Decidedly fitted, with quilted silk and wool tank tops and T-shirts over fringed jacquard skirts. Several silk jersey sports jackets with graphic prints on T-shirts or sequinned nylon swim shorts paired with cotton seersucker trousers. And then there were some show-stopping pieces that caused a stir, such as a dynamic flounced viscose and nylon dress in flesh tones.

“The synchronicity of movement and form. This collection began with the essence of sport: power and grace, freedom and precision,” Tory explained in his program note.

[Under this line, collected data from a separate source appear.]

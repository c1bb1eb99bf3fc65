//! ESDR Multifeed Composition
//!
//! Resolves a multifeed against the feed directory and merges the tiles of
//! everything it resolves to. Resolution runs the same directory query an
//! ordinary feed search would, so a multifeed is a saved view rather than a
//! separate data path.
//!
//! @version 0.1.0
//! @author AutomataNexus Development Team

use crate::types::Multifeed;
use esdr_common::{FeedId, Result};
use esdr_feeds::{Feed, FeedDirectory, Visibility};
use esdr_timeseries::{Datastore, TileAddress, TILE_FIELDS};
use serde::{Serialize, Serializer};
use std::collections::{BTreeMap, HashSet};
use std::sync::Arc;

// =============================================================================
// Resolution
// =============================================================================

/// One (feed, channel) pair a multifeed resolves to.
#[derive(Debug, Clone, PartialEq, Eq, Hash, Serialize)]
#[serde(rename_all = "camelCase")]
pub struct ResolvedChannel {
    pub feed_id: FeedId,
    pub channel: String,
}

/// Resolution result: the pairs in clause order plus every feed the clause
/// selectors matched.
#[derive(Debug, Clone, Default)]
pub struct Resolution {
    pub pairs: Vec<ResolvedChannel>,
    pub feeds: Vec<Feed>,
}

// =============================================================================
// Multifeed Tiles
// =============================================================================

/// Tile rows of one contributing feed.
#[derive(Debug, Clone, PartialEq, Serialize)]
pub struct FeedSeries {
    pub data: Vec<(f64, f64, f64, u64)>,
}

/// Tiles of every resolved pair at one address, grouped by channel name and
/// then by contributing feed.
#[derive(Debug, Clone, PartialEq)]
pub struct MultifeedTile {
    pub level: u32,
    pub offset: i64,
    pub channels: BTreeMap<String, BTreeMap<FeedId, FeedSeries>>,
}

impl MultifeedTile {
    pub fn series(&self, channel: &str, feed_id: FeedId) -> Option<&FeedSeries> {
        self.channels.get(channel)?.get(&feed_id)
    }

    /// Number of (feed, channel) series in the tile.
    pub fn series_count(&self) -> usize {
        self.channels.values().map(BTreeMap::len).sum()
    }
}

#[derive(Serialize)]
struct MultifeedTilePayload<'a> {
    channels: &'a BTreeMap<String, BTreeMap<FeedId, FeedSeries>>,
    fields: [&'static str; 4],
    level: u32,
    offset: i64,
    #[serde(rename = "type")]
    kind: &'static str,
}

impl Serialize for MultifeedTile {
    fn serialize<S: Serializer>(&self, serializer: S) -> std::result::Result<S::Ok, S::Error> {
        MultifeedTilePayload {
            channels: &self.channels,
            fields: TILE_FIELDS,
            level: self.level,
            offset: self.offset,
            kind: "value",
        }
        .serialize(serializer)
    }
}

// =============================================================================
// Composer
// =============================================================================

/// Read path for multifeeds.
pub struct MultifeedComposer {
    directory: Arc<FeedDirectory>,
    datastore: Arc<Datastore>,
}

impl MultifeedComposer {
    pub fn new(directory: Arc<FeedDirectory>, datastore: Arc<Datastore>) -> Self {
        Self {
            directory,
            datastore,
        }
    }

    /// Resolve every clause in order. A (feed, channel) pair is emitted once,
    /// by the first clause that produces it; only channels a feed declares
    /// are emitted. Matched feeds are kept whether or not they declare any
    /// requested channel.
    pub fn resolve(&self, multifeed: &Multifeed, visibility: &Visibility) -> Result<Resolution> {
        let clauses = multifeed.compile()?;
        let mut seen_pairs = HashSet::new();
        let mut seen_feeds = HashSet::new();
        let mut resolution = Resolution::default();

        for clause in &clauses {
            for feed in self.directory.query(&clause.selector, visibility) {
                for channel in &clause.channels {
                    if !feed.has_channel(channel) {
                        continue;
                    }
                    let pair = ResolvedChannel {
                        feed_id: feed.id,
                        channel: channel.clone(),
                    };
                    if seen_pairs.insert(pair.clone()) {
                        resolution.pairs.push(pair);
                    }
                }
                if seen_feeds.insert(feed.id) {
                    resolution.feeds.push(feed);
                }
            }
        }

        tracing::debug!(
            multifeed = %multifeed.id,
            pairs = resolution.pairs.len(),
            feeds = resolution.feeds.len(),
            "multifeed resolved"
        );
        Ok(resolution)
    }

    /// The ordered, deduplicated pairs a multifeed resolves to.
    pub fn resolve_pairs(
        &self,
        multifeed: &Multifeed,
        visibility: &Visibility,
    ) -> Result<Vec<ResolvedChannel>> {
        Ok(self.resolve(multifeed, visibility)?.pairs)
    }

    /// The distinct feeds matched by a multifeed's clauses, in clause order.
    pub fn feeds(&self, multifeed: &Multifeed, visibility: &Visibility) -> Result<Vec<Feed>> {
        Ok(self.resolve(multifeed, visibility)?.feeds)
    }

    /// Merge the tiles of every resolved pair at one address. Pairs without
    /// data still contribute an all-empty series.
    pub fn tile(
        &self,
        multifeed: &Multifeed,
        address: TileAddress,
        visibility: &Visibility,
    ) -> Result<MultifeedTile> {
        let pairs = self.resolve_pairs(multifeed, visibility)?;
        let mut channels: BTreeMap<String, BTreeMap<FeedId, FeedSeries>> = BTreeMap::new();
        for pair in pairs {
            let tile = self
                .datastore
                .tile_or_empty(pair.feed_id, &pair.channel, address);
            channels
                .entry(pair.channel)
                .or_default()
                .insert(pair.feed_id, FeedSeries { data: tile.data() });
        }
        Ok(MultifeedTile {
            level: address.level,
            offset: address.offset,
            channels,
        })
    }
}

// =============================================================================
// Tests
// =============================================================================
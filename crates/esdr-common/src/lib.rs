//! ESDR Common - Shared Types and Utilities
//!
//! Foundational types shared by every ESDR crate: the unified error type,
//! repository configuration, and type-safe identifiers.
//!
//! Key Features:
//! - Unified error taxonomy with field-level validation errors
//! - TOML configuration for tile geometry, credentials, and storage
//! - Identifier newtypes and the per-feed capability level
//!
//! @version 0.1.0
//! @author AutomataNexus Development Team

pub mod config;
pub mod error;
pub mod types;

pub use config::{EsdrConfig, SecurityConfig, StorageConfig, TileConfig};
pub use error::{EsdrError, Result};
pub use types::*;
//! ESDR Datastore
//!
//! Coordinates the raw sample store, tile store, bounds ledger, ingest
//! pipeline, and export engine behind one handle.
//!
//! @version 0.1.0
//! @author AutomataNexus Development Team

use crate::bounds::{BoundsLedger, FeedBounds};
use crate::export::{CsvExport, ExportEngine, TimeRange};
use crate::ingest::{IngestPipeline, UploadRequest, UploadResult};
use crate::samples::{ChannelDump, SampleStore};
use crate::tiles::{Tile, TileAddress, TileGeometry, TileStore};
use crate::types::ChannelKey;
use esdr_common::{FeedId, Result, TileConfig, UserId};
use serde::{Deserialize, Serialize};
use std::sync::Arc;

// =============================================================================
// Datastore
// =============================================================================

/// Time series storage for every feed.
pub struct Datastore {
    samples: Arc<SampleStore>,
    tiles: Arc<TileStore>,
    bounds: Arc<BoundsLedger>,
    ingest: IngestPipeline,
    export: ExportEngine,
}

impl Datastore {
    pub fn new(config: &TileConfig) -> Self {
        let samples = Arc::new(SampleStore::new());
        let tiles = Arc::new(TileStore::new(TileGeometry::new(config)));
        let bounds = Arc::new(BoundsLedger::new());
        Self {
            ingest: IngestPipeline::new(samples.clone(), tiles.clone(), bounds.clone()),
            export: ExportEngine::new(samples.clone()),
            samples,
            tiles,
            bounds,
        }
    }

    pub fn geometry(&self) -> &TileGeometry {
        self.tiles.geometry()
    }

    // -------------------------------------------------------------------------
    // Write Path
    // -------------------------------------------------------------------------

    /// Validate and apply an upload.
    pub fn upload(&self, feed_id: FeedId, request: &UploadRequest) -> Result<UploadResult> {
        self.ingest.upload(feed_id, request)
    }

    // -------------------------------------------------------------------------
    // Read Path
    // -------------------------------------------------------------------------

    pub fn tile(&self, feed_id: FeedId, channel: &str, address: TileAddress) -> Result<Tile> {
        self.tiles.get_tile(&ChannelKey::new(feed_id, channel), address)
    }

    /// Tile of a channel, all-empty when the channel has no data.
    pub fn tile_or_empty(&self, feed_id: FeedId, channel: &str, address: TileAddress) -> Tile {
        self.tiles
            .tile_or_empty(&ChannelKey::new(feed_id, channel), address)
    }

    pub fn channel_bounds(&self, feed_id: FeedId) -> FeedBounds {
        self.bounds.channel_bounds(feed_id)
    }

    pub fn export<S: AsRef<str>>(
        &self,
        feed_id: FeedId,
        owner: UserId,
        channels: &[S],
        range: TimeRange,
    ) -> Result<CsvExport> {
        self.export.export(feed_id, owner, channels, range)
    }

    /// Channels of a feed that hold samples.
    pub fn channels_for(&self, feed_id: FeedId) -> Vec<String> {
        self.samples.channels_for(feed_id)
    }

    pub fn stats(&self) -> DatastoreStats {
        DatastoreStats {
            channels: self.samples.len(),
            tiled_channels: self.tiles.len(),
        }
    }

    // -------------------------------------------------------------------------
    // Persistence
    // -------------------------------------------------------------------------

    /// Copy out every channel's raw samples.
    pub fn dump(&self) -> Vec<ChannelDump> {
        self.samples.dump()
    }

    /// Replay persisted samples, rebuilding tiles and bounds.
    pub fn restore(&self, dumps: &[ChannelDump]) {
        for dump in dumps {
            self.ingest.replay(dump);
        }
        tracing::info!(channels = dumps.len(), "datastore restored");
    }
}

/// Datastore counters.
#[derive(Debug, Clone, Copy, Default, PartialEq, Eq, Serialize, Deserialize)]
pub struct DatastoreStats {
    pub channels: usize,
    pub tiled_channels: usize,
}

// =============================================================================
// Tests
// =============================================================================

He received a rapturous ovation from the crowd of hairdressers present.

Most attendees had arrived in chauffeured limos, others in Ubers, some by subway, and a few brave souls on electric bikes, riding across the giant Williamsburg Bridge and exiting the grounds past a towering equestrian statue of George Washington, the American commander, in a contemplative pose as he wintered in Valley Forge, Pennsylvania, which is, of course, the rural town where Tory spent his childhood, and where history comes full circle with this spectacle.

Trainer: Hip on the Highline

No other designer is more in tune with Generation Z than Stuart Vevers, the creative director of Coach.

Coach – Spring-Summer 2025 – Womenswear – United States – New York – ©Launchmetrics/spotlight

The British-born designer has been thinking about how the next generation is discovering American classics for the first time and in a new way. So he started taking archetypes, taking them apart and putting them back together again. He tried new proportions, distressing clothes or changing their color.

Stuart takes his role seriously, speaking to a generation that demands that brands make genuine efforts to develop a truly sustainable business model. Particularly at this show, where many of the creased and worn leather jackets – shrunken bikers, blazers and cropped vests – were made from used materials.

“It’s something we’ve been putting a lot of emphasis on for a few seasons now – sustainability with distressed leather jackets made from post-consumer material,” Vevers explained after the show.

Despite the lingering effects of COVID and working from home, more and more young Americans are returning to the office. Once again, Vevers created a chic new wardrobe for that trend: pinstripe suits in fine wool, oversized banker jackets, and even frock coats, worn by both men and women in this co-ed show. It was presented in stylish fashion on a branch of the High Line with Omykron's 'Negative emotions resonate through large speakers.

“In my opinion, the new generation is going into the workplace for the first time and is
“I'm getting into the world of tailoring, but in a light and fresh way. It's unlined, lightweight and made with little construction,” said Vevers, whose two children, River and Vivienne, ran to hug him as he bowed.